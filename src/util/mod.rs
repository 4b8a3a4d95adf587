//! Utility helpers shared across client UI modules.
//!
//! SYSTEM CONTEXT
//! ==============
//! Utility modules isolate browser/environment concerns from page and component
//! logic to improve reuse and testability.

pub mod auth;
pub mod sample;
pub mod storage;
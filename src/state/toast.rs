//! Transient notification queue.

#[cfg(test)]
#[path = "toast_test.rs"]
mod toast_test;

#[derive(Clone, Copy, Debug, PartialEq, Eq)]
pub enum ToastKind {
    Success,
    Error,
}

#[derive(Clone, Debug, PartialEq, Eq)]
pub struct Toast {
    pub id: uuid::Uuid,
    pub kind: ToastKind,
    pub message: String,
}

/// Toasts currently on screen, oldest first.
#[derive(Clone, Debug, Default, PartialEq, Eq)]
pub struct Toasts {
    pub items: Vec<Toast>,
}

impl Toasts {
    pub fn push(&mut self, kind: ToastKind, message: impl Into<String>) -> uuid::Uuid {
        let id = uuid::Uuid::new_v4();
        self.items.push(Toast { id, kind, message: message.into() });
        id
    }

    pub fn success(&mut self, message: impl Into<String>) -> uuid::Uuid {
        self.push(ToastKind::Success, message)
    }

    pub fn error(&mut self, message: impl Into<String>) -> uuid::Uuid {
        self.push(ToastKind::Error, message)
    }

    pub fn dismiss(&mut self, id: uuid::Uuid) {
        self.items.retain(|t| t.id != id);
    }
}
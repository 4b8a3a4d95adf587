//! Routed pages. Each one is mounted under a [`ProtectedRoute`] in `app`.
//!
//! [`ProtectedRoute`]: crate::components::protected_route::ProtectedRoute

pub mod home;
pub mod login;
pub mod register;
pub mod todos;
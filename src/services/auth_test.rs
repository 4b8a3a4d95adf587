use std::cell::RefCell;

use futures::executor::block_on;

use super::*;
use crate::net::error::ApiError;
use crate::net::query::{QueryCache, QueryKey};
use crate::test_support::{self, FakeBackend};
use crate::util::auth::{GuardDecision, HOME_PATH};
use crate::util::storage::MemoryStorage;

fn form(identifier: &str, password: &str) -> LoginForm {
    LoginForm { identifier: identifier.to_owned(), password: password.to_owned() }
}

// =============================================================
// login
// =============================================================

#[test]
fn malformed_email_shows_field_error_without_network_call() {
    let backend = FakeBackend::default();
    let store = SessionStore::new(MemoryStorage::new());

    let err = block_on(login(&backend, &store, &form("alice-at-example", "secret"))).unwrap_err();

    let fields = err.field_errors().unwrap();
    assert_eq!(fields.get("identifier"), Some("Not a Valid email address"));
    assert_eq!(backend.call_count(), 0);
    assert_eq!(store.load(), None);
}

#[test]
fn successful_login_persists_session_and_targets_home() {
    let backend = FakeBackend::default();
    let store = SessionStore::new(MemoryStorage::new());

    let session = block_on(login(&backend, &store, &form("alice@example.com", "secret"))).unwrap();

    assert_eq!(session, test_support::session());
    assert!(store.storage().get("loggedInUser").is_some());
    assert_eq!(store.load(), Some(session));

    // Once the slot is filled the login route itself redirects home.
    let signed_in = crate::state::session::SessionState::from_store(&store);
    assert_eq!(
        GuardDecision::evaluate(!signed_in.is_authenticated(), HOME_PATH),
        GuardDecision::Redirect("/".to_owned())
    );
}

#[test]
fn rejected_credentials_surface_backend_message() {
    let backend = FakeBackend::default();
    let store = SessionStore::new(MemoryStorage::new());

    let err = block_on(login(&backend, &store, &form("alice@example.com", "wrong-pass"))).unwrap_err();

    assert_eq!(err.to_string(), "Invalid identifier or password");
    assert_eq!(backend.call_count(), 1);
    assert_eq!(store.load(), None);
}

// =============================================================
// register
// =============================================================

#[test]
fn register_validates_before_calling_backend() {
    let backend = FakeBackend::default();
    let bad = RegisterForm { username: "bob".to_owned(), email: "bob@example.com".to_owned(), password: "secret1".to_owned() };

    let err = block_on(register(&backend, &bad)).unwrap_err();

    assert_eq!(err.field_errors().unwrap().get("username"), Some("Username should be at least 5 characters"));
    assert_eq!(backend.call_count(), 0);
}

#[test]
fn register_propagates_request_errors() {
    let backend = FakeBackend::default();
    *backend.fail_with.borrow_mut() =
        Some(ApiError::Status { status: 400, message: "Email or Username are already taken".to_owned() });
    let ok = RegisterForm {
        username: "bobby".to_owned(),
        email: "bob@example.com".to_owned(),
        password: "secret1".to_owned(),
    };

    let err = block_on(register(&backend, &ok)).unwrap_err();

    assert_eq!(err.to_string(), "Email or Username are already taken");
    assert!(err.field_errors().is_none());
}

// =============================================================
// logout
// =============================================================

#[test]
fn logout_clears_session_and_todo_caches() {
    let store = SessionStore::new(MemoryStorage::new());
    store.save(&test_support::session()).unwrap();
    let cache = RefCell::new(QueryCache::default());
    cache.borrow_mut().insert(QueryKey::new("todoList"), serde_json::json!([]));
    cache.borrow_mut().insert(QueryKey::new("todos").with(1), serde_json::json!({}));

    logout(&store, &cache);

    assert_eq!(store.load(), None);
    assert!(cache.borrow().is_empty());
}

#[test]
fn rejected_token_ends_session() {
    let store = SessionStore::new(MemoryStorage::new());
    store.save(&test_support::session()).unwrap();
    let cache = RefCell::new(QueryCache::default());
    cache.borrow_mut().insert(QueryKey::new("todoList"), serde_json::json!([]));

    assert!(end_if_unauthorized(&ApiError::from_status(401, ""), &store, &cache));

    assert_eq!(store.load(), None);
    assert!(cache.borrow().is_empty());
}

#[test]
fn other_failures_keep_session() {
    let store = SessionStore::new(MemoryStorage::new());
    store.save(&test_support::session()).unwrap();
    let cache = RefCell::new(QueryCache::default());
    cache.borrow_mut().insert(QueryKey::new("todoList"), serde_json::json!([]));

    assert!(!end_if_unauthorized(&ApiError::from_status(404, ""), &store, &cache));
    assert!(!end_if_unauthorized(&ApiError::Network("offline".to_owned()), &store, &cache));

    assert!(store.load().is_some());
    assert_eq!(cache.borrow().len(), 1);
}
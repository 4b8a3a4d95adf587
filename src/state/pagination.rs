//! Pagination and sort state for the paginated todos page.
//!
//! DESIGN
//! ======
//! The state is never persisted. Every field flows into both the backend
//! query string and the cache key, so any change produces a distinct key and
//! therefore a fresh fetch.

#[cfg(test)]
#[path = "pagination_test.rs"]
mod pagination_test;

use std::fmt;
use std::str::FromStr;

use crate::net::query::QueryKey;

/// Cache scope for paginated todo queries.
pub const TODOS_PAGE_SCOPE: &str = "todos";

/// Allowed page sizes.
#[derive(Clone, Copy, Debug, Default, PartialEq, Eq, Hash)]
pub enum PageSize {
    #[default]
    Ten,
    Fifty,
    Hundred,
}

impl PageSize {
    pub const ALL: [PageSize; 3] = [PageSize::Ten, PageSize::Fifty, PageSize::Hundred];

    pub fn get(self) -> u32 {
        match self {
            PageSize::Ten => 10,
            PageSize::Fifty => 50,
            PageSize::Hundred => 100,
        }
    }
}

impl TryFrom<u32> for PageSize {
    type Error = ParseError;

    fn try_from(value: u32) -> Result<Self, Self::Error> {
        match value {
            10 => Ok(PageSize::Ten),
            50 => Ok(PageSize::Fifty),
            100 => Ok(PageSize::Hundred),
            other => Err(ParseError::PageSize(other.to_string())),
        }
    }
}

impl FromStr for PageSize {
    type Err = ParseError;

    fn from_str(s: &str) -> Result<Self, Self::Err> {
        let value: u32 = s.trim().parse().map_err(|_| ParseError::PageSize(s.to_owned()))?;
        PageSize::try_from(value)
    }
}

impl fmt::Display for PageSize {
    fn fmt(&self, f: &mut fmt::Formatter<'_>) -> fmt::Result {
        write!(f, "{}", self.get())
    }
}

/// Sort direction on `createdAt`.
#[derive(Clone, Copy, Debug, Default, PartialEq, Eq, Hash)]
pub enum SortOrder {
    /// Oldest first.
    Asc,
    /// Latest first.
    #[default]
    Desc,
}

impl SortOrder {
    pub const ALL: [SortOrder; 2] = [SortOrder::Asc, SortOrder::Desc];

    pub fn as_str(self) -> &'static str {
        match self {
            SortOrder::Asc => "ASC",
            SortOrder::Desc => "DESC",
        }
    }

    pub fn label(self) -> &'static str {
        match self {
            SortOrder::Asc => "Oldest",
            SortOrder::Desc => "Latest",
        }
    }
}

impl FromStr for SortOrder {
    type Err = ParseError;

    fn from_str(s: &str) -> Result<Self, Self::Err> {
        match s.trim().to_ascii_uppercase().as_str() {
            "ASC" => Ok(SortOrder::Asc),
            "DESC" => Ok(SortOrder::Desc),
            _ => Err(ParseError::SortOrder(s.to_owned())),
        }
    }
}

impl fmt::Display for SortOrder {
    fn fmt(&self, f: &mut fmt::Formatter<'_>) -> fmt::Result {
        f.write_str(self.as_str())
    }
}

#[derive(Clone, Debug, PartialEq, Eq, thiserror::Error)]
pub enum ParseError {
    #[error("unsupported page size: {0}")]
    PageSize(String),
    #[error("unsupported sort order: {0}")]
    SortOrder(String),
}

/// Current page, page size and sort order. Pages are 1-based.
#[derive(Clone, Copy, Debug, PartialEq, Eq, Hash)]
pub struct Pagination {
    pub page: u32,
    pub page_size: PageSize,
    pub sort: SortOrder,
}

impl Default for Pagination {
    fn default() -> Self {
        Self { page: 1, page_size: PageSize::default(), sort: SortOrder::default() }
    }
}

impl Pagination {
    pub fn next(&mut self) {
        self.page = self.page.saturating_add(1);
    }

    pub fn prev(&mut self) {
        self.page = self.page.saturating_sub(1).max(1);
    }

    pub fn can_prev(&self) -> bool {
        self.page > 1
    }

    pub fn can_next(&self, page_count: u32) -> bool {
        self.page < page_count
    }

    /// Change page size; the current page may no longer exist so restart at 1.
    pub fn set_page_size(&mut self, size: PageSize) {
        if self.page_size != size {
            self.page_size = size;
            self.page = 1;
        }
    }

    pub fn set_sort(&mut self, sort: SortOrder) {
        if self.sort != sort {
            self.sort = sort;
            self.page = 1;
        }
    }

    /// Query string for `GET /todos`.
    pub fn query_string(&self) -> String {
        format!(
            "pagination[pageSize]={}&pagination[page]={}&sort=createdAt:{}",
            self.page_size.get(),
            self.page,
            self.sort.as_str()
        )
    }

    pub fn query_key(&self) -> QueryKey {
        QueryKey::new(TODOS_PAGE_SCOPE)
            .with(self.page)
            .with(self.page_size)
            .with(self.sort)
    }
}
//! Login, registration and logout flows.

#[cfg(test)]
#[path = "auth_test.rs"]
mod auth_test;

use super::SubmitError;
use super::todos::TODO_SCOPES;
use crate::net::api::Backend;
use crate::net::error::ApiError;
use crate::net::query::Invalidate;
use crate::net::types::Session;
use crate::state::session::SessionStore;
use crate::util::storage::KeyValueStore;
use crate::validation::{LoginForm, RegisterForm};

/// Validate, authenticate and persist the returned session.
///
/// A form that fails validation returns [`SubmitError::Invalid`] without
/// touching the backend. A storage failure is logged but does not fail the
/// login; the session is still returned for the in-memory slot.
///
/// # Errors
///
/// Returns [`SubmitError`] for validation or request failures.
pub async fn login<B: Backend, S: KeyValueStore>(
    backend: &B,
    store: &SessionStore<S>,
    form: &LoginForm,
) -> Result<Session, SubmitError> {
    form.validate().map_err(SubmitError::Invalid)?;
    let session = backend.login(form).await?;
    if let Err(err) = store.save(&session) {
        log::warn!("session not persisted: {err}");
    }
    log::info!("signed in: user_id={}", session.user.id);
    Ok(session)
}

/// Validate and create an account. The user signs in separately afterwards.
///
/// # Errors
///
/// Returns [`SubmitError`] for validation or request failures.
pub async fn register<B: Backend>(backend: &B, form: &RegisterForm) -> Result<(), SubmitError> {
    form.validate().map_err(SubmitError::Invalid)?;
    backend.register(form).await?;
    log::info!("registered: username={}", form.username);
    Ok(())
}

/// Forget the persisted session and every cached todo result.
pub fn logout<S: KeyValueStore, I: Invalidate>(store: &SessionStore<S>, queries: &I) {
    store.clear();
    queries.invalidate_all(&TODO_SCOPES);
    log::info!("signed out");
}

/// Sign out when `err` means the backend no longer accepts the session
/// (401/403). Returns whether the session was ended.
pub fn end_if_unauthorized<S: KeyValueStore, I: Invalidate>(
    err: &ApiError,
    store: &SessionStore<S>,
    queries: &I,
) -> bool {
    if !err.is_unauthorized() {
        return false;
    }
    log::warn!("session rejected by backend: {err}");
    logout(store, queries);
    true
}
//! Form validation for login, registration and todo drafts.
//!
//! Each form reports at most one message per field: the first rule that
//! fails, checked in declaration order (presence before format/length).
//! Messages are shown inline next to the field; a form with any error is
//! never submitted.

#[cfg(test)]
#[path = "validation_test.rs"]
mod validation_test;

use std::collections::BTreeMap;
use std::sync::LazyLock;

use regex::Regex;

static EMAIL_RE: LazyLock<Option<Regex>> = LazyLock::new(|| Regex::new(r"^[^@ ]+@[^@ ]+\.[^@ .]{2,}$").ok());

/// Field name → message for the first failed rule on that field.
#[derive(Clone, Debug, Default, PartialEq, Eq)]
pub struct FieldErrors(BTreeMap<&'static str, &'static str>);

impl FieldErrors {
    pub fn get(&self, field: &str) -> Option<&'static str> {
        self.0.get(field).copied()
    }

    pub fn is_empty(&self) -> bool {
        self.0.is_empty()
    }

    #[cfg(test)]
    pub(crate) fn len(&self) -> usize {
        self.0.len()
    }

    fn check(&mut self, field: &'static str, rules: &[(bool, &'static str)]) {
        if let Some((_, message)) = rules.iter().find(|(ok, _)| !ok) {
            self.0.insert(field, *message);
        }
    }

    fn into_result(self) -> Result<(), FieldErrors> {
        if self.is_empty() { Ok(()) } else { Err(self) }
    }
}

pub fn is_valid_email(value: &str) -> bool {
    EMAIL_RE.as_ref().is_some_and(|re| re.is_match(value))
}

fn char_len(value: &str) -> usize {
    value.chars().count()
}

/// Login form. The backend calls the email field `identifier`.
#[derive(Clone, Debug, Default, PartialEq, Eq)]
pub struct LoginForm {
    pub identifier: String,
    pub password: String,
}

impl LoginForm {
    /// # Errors
    ///
    /// Returns the per-field messages when any rule fails.
    pub fn validate(&self) -> Result<(), FieldErrors> {
        let mut errors = FieldErrors::default();
        errors.check(
            "identifier",
            &[
                (!self.identifier.is_empty(), "Email is required!"),
                (is_valid_email(&self.identifier), "Not a Valid email address"),
            ],
        );
        errors.check(
            "password",
            &[
                (!self.password.is_empty(), "Password is required!"),
                (char_len(&self.password) >= 5, "password should be at least 5 characters"),
            ],
        );
        errors.into_result()
    }
}

#[derive(Clone, Debug, Default, PartialEq, Eq)]
pub struct RegisterForm {
    pub username: String,
    pub email: String,
    pub password: String,
}

impl RegisterForm {
    /// # Errors
    ///
    /// Returns the per-field messages when any rule fails.
    pub fn validate(&self) -> Result<(), FieldErrors> {
        let mut errors = FieldErrors::default();
        errors.check(
            "username",
            &[
                (!self.username.is_empty(), "Username is required!"),
                (char_len(&self.username) >= 5, "Username should be at least 5 characters"),
            ],
        );
        errors.check(
            "email",
            &[
                (!self.email.is_empty(), "Email is required!"),
                (is_valid_email(&self.email), "Not a Valid email address"),
            ],
        );
        errors.check(
            "password",
            &[
                (!self.password.is_empty(), "password is required!"),
                (char_len(&self.password) >= 6, "password should be at least 6 characters"),
            ],
        );
        errors.into_result()
    }
}

/// Add/edit todo form contents.
#[derive(Clone, Debug, Default, PartialEq, Eq)]
pub struct TodoDraft {
    pub title: String,
    pub description: String,
}

impl TodoDraft {
    /// # Errors
    ///
    /// Returns the per-field messages when any rule fails.
    pub fn validate(&self) -> Result<(), FieldErrors> {
        let mut errors = FieldErrors::default();
        errors.check("title", &[(!self.title.trim().is_empty(), "Title is required!")]);
        errors.into_result()
    }
}

impl From<&crate::net::types::Todo> for TodoDraft {
    fn from(todo: &crate::net::types::Todo) -> Self {
        Self { title: todo.title.clone(), description: todo.description.clone() }
    }
}
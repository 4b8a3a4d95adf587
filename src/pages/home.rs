//! Landing page for signed-in users.

use leptos::prelude::*;

use crate::components::todo_list::TodoList;
use crate::state::session::SessionState;

#[component]
pub fn HomePage() -> impl IntoView {
    let session = expect_context::<RwSignal<SessionState>>();
    let greeting = move || {
        session.with(|s| match s.username() {
            Some(name) => format!("Welcome back, {name}"),
            None => "Welcome".to_owned(),
        })
    };

    view! {
        <main class="page page--home">
            <h1 class="page__title">{greeting}</h1>
            <TodoList/>
        </main>
    }
}
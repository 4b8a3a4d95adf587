use super::*;
use crate::net::error::ApiError;

#[test]
fn complete_run_is_a_success_toast() {
    let outcome = GenerateOutcome { created: 100, error: None };
    assert_eq!(outcome_toast(&outcome), (ToastKind::Success, "Generated 100 todos".to_owned()));
}

#[test]
fn interrupted_run_reports_count_and_error() {
    let outcome = GenerateOutcome {
        created: 12,
        error: Some(ApiError::Status { status: 500, message: "boom".to_owned() }),
    };
    assert_eq!(
        outcome_toast(&outcome),
        (ToastKind::Error, "Generated 12 todos, then failed: boom".to_owned())
    );
}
◇ ◇ ◇
* **PROBLEM REQUIREMENTS**
An exact transcription of the lines from the start of the listing through the line bearing "pub fn success(&mut" is the whole answer.

* **SOLUTION TO THIS TASK**
filename src/util/mod.rs
repository 4b8a3a4d95adf587
//! Utility helpers shared across client UI modules.
//!
//! SYSTEM CONTEXT
//! ==============
//! Utility modules isolate browser/environment concerns from page and component
//! logic to improve reuse and testability.

pub mod auth;
pub mod sample;
pub mod storage;
filename src/state/toast.rs
//! Transient notification queue.

#[cfg(test)]
#[path = "toast_test.rs"]
mod toast_test;

#[derive(Clone, Copy, Debug, PartialEq, Eq)]
pub enum ToastKind {
    Success,
    Error,
}

#[derive(Clone, Debug, PartialEq, Eq)]
pub struct Toast {
    pub id: uuid::Uuid,
    pub kind: ToastKind,
    pub message: String,
}

/// Toasts currently on screen, oldest first.
#[derive(Clone, Debug, Default, PartialEq, Eq)]
pub struct Toasts {
    pub items: Vec<Toast>,
}

impl Toasts {
    pub fn push(&mut self, kind: ToastKind, message: impl Into<String>) -> uuid::Uuid {
        let id = uuid::Uuid::new_v4();
        self.items.push(Toast { id, kind, message: message.into() });
        id
    }

    pub fn success(&mut self, message: impl Into<String>) -> uuid::Uuid {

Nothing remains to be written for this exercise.